- **Data records**:
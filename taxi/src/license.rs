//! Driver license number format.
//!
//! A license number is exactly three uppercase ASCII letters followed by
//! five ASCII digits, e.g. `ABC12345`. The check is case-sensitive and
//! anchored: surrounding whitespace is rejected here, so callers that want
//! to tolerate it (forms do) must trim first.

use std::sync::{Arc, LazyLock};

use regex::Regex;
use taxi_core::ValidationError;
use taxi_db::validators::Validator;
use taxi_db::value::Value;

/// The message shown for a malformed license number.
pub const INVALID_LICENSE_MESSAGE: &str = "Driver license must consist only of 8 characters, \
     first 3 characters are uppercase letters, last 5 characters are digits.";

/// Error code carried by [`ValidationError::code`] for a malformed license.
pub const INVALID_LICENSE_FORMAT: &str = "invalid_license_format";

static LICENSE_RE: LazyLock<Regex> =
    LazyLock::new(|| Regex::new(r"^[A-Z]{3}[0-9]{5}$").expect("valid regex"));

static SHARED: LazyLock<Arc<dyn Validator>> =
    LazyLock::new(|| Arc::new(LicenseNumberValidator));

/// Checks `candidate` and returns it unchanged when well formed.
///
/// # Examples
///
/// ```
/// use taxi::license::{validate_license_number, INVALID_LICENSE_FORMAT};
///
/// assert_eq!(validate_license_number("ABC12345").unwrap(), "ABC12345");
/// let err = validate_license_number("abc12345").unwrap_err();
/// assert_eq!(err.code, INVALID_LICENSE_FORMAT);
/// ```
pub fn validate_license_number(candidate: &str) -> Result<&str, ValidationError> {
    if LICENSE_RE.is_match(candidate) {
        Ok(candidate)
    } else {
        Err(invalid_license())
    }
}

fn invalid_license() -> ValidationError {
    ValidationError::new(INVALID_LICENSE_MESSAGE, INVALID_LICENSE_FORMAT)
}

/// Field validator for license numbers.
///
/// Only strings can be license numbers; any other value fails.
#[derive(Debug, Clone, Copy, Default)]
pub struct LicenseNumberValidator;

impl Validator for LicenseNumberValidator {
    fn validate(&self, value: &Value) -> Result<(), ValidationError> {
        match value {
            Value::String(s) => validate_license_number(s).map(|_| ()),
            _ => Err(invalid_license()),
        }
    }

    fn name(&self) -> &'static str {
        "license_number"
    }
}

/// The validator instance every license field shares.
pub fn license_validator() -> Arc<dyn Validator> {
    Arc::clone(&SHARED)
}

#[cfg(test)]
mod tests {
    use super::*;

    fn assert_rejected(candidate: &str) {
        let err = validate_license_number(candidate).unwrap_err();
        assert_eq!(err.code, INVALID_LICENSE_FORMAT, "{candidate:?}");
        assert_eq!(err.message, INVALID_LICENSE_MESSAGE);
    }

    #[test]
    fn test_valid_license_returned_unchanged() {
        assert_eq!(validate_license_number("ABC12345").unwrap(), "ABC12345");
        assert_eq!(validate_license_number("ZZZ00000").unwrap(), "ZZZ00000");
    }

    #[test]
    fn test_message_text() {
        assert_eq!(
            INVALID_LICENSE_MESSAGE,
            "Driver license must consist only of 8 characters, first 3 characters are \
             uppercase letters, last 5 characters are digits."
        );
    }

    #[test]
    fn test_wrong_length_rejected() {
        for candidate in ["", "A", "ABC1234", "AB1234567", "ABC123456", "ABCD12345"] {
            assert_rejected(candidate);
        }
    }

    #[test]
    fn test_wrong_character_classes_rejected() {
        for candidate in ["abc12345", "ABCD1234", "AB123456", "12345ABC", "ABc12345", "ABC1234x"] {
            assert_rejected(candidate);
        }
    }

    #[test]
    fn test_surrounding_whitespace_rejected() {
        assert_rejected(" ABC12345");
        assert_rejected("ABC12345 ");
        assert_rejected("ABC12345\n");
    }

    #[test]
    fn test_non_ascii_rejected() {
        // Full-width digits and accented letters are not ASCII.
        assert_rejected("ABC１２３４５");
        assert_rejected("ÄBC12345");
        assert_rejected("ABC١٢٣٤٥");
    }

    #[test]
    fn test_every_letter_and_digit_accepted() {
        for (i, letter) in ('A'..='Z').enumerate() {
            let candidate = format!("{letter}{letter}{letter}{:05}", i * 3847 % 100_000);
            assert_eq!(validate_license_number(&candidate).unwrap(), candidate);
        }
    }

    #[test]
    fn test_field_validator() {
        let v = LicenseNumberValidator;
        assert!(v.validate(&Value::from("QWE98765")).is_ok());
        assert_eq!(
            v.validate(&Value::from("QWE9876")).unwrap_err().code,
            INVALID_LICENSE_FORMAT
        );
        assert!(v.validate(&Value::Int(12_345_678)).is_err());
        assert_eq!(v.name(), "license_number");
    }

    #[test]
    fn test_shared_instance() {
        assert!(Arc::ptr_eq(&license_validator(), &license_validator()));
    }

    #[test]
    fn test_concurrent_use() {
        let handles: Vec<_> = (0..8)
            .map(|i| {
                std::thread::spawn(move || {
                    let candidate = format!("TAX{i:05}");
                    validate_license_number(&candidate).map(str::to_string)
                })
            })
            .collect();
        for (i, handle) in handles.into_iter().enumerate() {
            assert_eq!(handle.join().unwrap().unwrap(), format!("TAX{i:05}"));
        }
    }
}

--

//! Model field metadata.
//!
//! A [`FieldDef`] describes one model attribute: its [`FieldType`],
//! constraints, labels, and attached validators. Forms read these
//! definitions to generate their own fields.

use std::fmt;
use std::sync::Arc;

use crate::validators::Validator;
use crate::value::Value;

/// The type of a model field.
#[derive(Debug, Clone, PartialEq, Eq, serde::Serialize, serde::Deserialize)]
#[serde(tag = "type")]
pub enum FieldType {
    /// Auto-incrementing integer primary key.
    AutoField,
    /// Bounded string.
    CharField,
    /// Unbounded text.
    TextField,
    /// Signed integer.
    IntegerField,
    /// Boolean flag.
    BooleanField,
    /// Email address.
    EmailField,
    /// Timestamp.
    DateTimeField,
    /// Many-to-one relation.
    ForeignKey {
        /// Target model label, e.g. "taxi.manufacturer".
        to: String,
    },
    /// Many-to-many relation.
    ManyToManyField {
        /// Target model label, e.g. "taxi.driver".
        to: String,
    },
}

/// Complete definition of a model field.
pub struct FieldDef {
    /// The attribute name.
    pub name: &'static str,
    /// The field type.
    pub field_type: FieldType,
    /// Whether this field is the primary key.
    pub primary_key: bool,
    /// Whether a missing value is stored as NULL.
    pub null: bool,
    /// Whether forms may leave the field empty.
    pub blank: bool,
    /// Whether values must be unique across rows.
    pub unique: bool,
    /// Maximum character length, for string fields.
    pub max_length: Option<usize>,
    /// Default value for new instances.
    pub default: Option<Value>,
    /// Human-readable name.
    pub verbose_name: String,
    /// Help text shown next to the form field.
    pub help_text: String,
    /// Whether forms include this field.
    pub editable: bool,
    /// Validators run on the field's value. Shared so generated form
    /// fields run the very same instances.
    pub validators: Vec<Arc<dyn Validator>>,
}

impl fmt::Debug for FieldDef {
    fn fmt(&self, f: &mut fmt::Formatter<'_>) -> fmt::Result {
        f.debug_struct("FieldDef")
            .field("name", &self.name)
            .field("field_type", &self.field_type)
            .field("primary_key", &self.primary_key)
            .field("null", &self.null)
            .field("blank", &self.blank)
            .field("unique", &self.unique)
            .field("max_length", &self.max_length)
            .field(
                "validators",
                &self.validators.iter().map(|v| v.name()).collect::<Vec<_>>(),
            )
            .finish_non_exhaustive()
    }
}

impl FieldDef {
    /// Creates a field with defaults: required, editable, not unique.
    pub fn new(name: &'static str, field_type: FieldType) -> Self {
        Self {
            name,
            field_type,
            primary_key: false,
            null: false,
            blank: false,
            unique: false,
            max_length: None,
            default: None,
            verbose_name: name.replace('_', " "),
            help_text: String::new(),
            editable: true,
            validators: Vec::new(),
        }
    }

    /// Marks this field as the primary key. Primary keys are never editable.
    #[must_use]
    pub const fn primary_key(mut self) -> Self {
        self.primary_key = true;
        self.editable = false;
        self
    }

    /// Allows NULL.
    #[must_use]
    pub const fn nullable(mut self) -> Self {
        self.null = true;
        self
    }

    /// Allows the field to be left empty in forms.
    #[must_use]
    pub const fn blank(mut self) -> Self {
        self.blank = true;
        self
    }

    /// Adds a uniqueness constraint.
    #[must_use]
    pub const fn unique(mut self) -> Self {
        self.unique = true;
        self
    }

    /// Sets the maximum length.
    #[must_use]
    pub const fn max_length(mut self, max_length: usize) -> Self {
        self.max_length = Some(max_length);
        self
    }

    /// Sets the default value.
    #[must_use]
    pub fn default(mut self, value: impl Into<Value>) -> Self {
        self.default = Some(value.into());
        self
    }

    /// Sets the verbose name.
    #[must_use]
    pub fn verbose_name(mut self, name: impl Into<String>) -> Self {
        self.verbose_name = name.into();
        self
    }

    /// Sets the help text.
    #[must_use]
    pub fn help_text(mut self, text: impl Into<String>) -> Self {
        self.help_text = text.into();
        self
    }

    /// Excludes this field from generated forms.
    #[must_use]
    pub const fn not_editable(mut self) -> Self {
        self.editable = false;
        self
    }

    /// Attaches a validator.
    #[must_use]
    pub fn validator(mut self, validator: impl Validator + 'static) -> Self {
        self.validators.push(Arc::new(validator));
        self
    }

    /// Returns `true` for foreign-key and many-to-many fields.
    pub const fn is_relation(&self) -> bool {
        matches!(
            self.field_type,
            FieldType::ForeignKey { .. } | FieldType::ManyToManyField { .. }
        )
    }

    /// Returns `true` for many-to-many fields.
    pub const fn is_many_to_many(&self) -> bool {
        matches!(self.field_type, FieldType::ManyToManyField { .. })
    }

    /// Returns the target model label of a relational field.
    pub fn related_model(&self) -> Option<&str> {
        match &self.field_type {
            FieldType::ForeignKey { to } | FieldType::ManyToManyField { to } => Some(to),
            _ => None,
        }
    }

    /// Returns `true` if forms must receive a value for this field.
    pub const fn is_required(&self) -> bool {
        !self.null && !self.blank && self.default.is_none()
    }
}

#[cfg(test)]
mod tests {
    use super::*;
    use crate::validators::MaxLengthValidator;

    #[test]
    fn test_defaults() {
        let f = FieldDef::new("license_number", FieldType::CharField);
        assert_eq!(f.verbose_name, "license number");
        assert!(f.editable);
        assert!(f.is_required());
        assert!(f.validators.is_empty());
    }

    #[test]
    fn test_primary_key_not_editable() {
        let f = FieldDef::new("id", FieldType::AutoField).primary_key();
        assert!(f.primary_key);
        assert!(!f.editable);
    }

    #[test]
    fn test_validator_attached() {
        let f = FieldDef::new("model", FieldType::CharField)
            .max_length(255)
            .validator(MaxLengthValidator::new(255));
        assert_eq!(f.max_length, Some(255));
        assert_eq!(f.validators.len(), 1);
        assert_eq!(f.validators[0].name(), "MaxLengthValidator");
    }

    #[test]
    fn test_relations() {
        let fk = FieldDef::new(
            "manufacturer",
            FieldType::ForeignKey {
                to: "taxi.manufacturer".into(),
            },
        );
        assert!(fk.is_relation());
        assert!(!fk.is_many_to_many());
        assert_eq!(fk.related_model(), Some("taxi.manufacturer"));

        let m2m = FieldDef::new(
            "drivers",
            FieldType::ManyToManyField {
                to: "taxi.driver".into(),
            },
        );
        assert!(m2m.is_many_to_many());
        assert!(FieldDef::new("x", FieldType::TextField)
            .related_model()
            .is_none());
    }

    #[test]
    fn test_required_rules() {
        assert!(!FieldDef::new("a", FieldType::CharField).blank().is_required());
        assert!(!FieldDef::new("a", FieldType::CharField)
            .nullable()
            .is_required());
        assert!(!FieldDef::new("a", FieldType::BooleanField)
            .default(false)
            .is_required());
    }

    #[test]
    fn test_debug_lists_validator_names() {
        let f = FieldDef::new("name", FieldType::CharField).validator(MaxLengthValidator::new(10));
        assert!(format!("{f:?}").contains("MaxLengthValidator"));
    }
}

- **Assigned task**: Scan the listing above. Gather each line that contains the word "MaxLengthValidator".

- **Solution to this problem**:
    use crate::validators::MaxLengthValidator;
            .validator(MaxLengthValidator::new(255));
        assert_eq!(f.validators[0].name(), "MaxLengthValidator");
        let f = FieldDef::new("name", FieldType::CharField).validator(MaxLengthValidator::new(10));
        assert!(format!("{f:?}").contains("MaxLengthValidator"));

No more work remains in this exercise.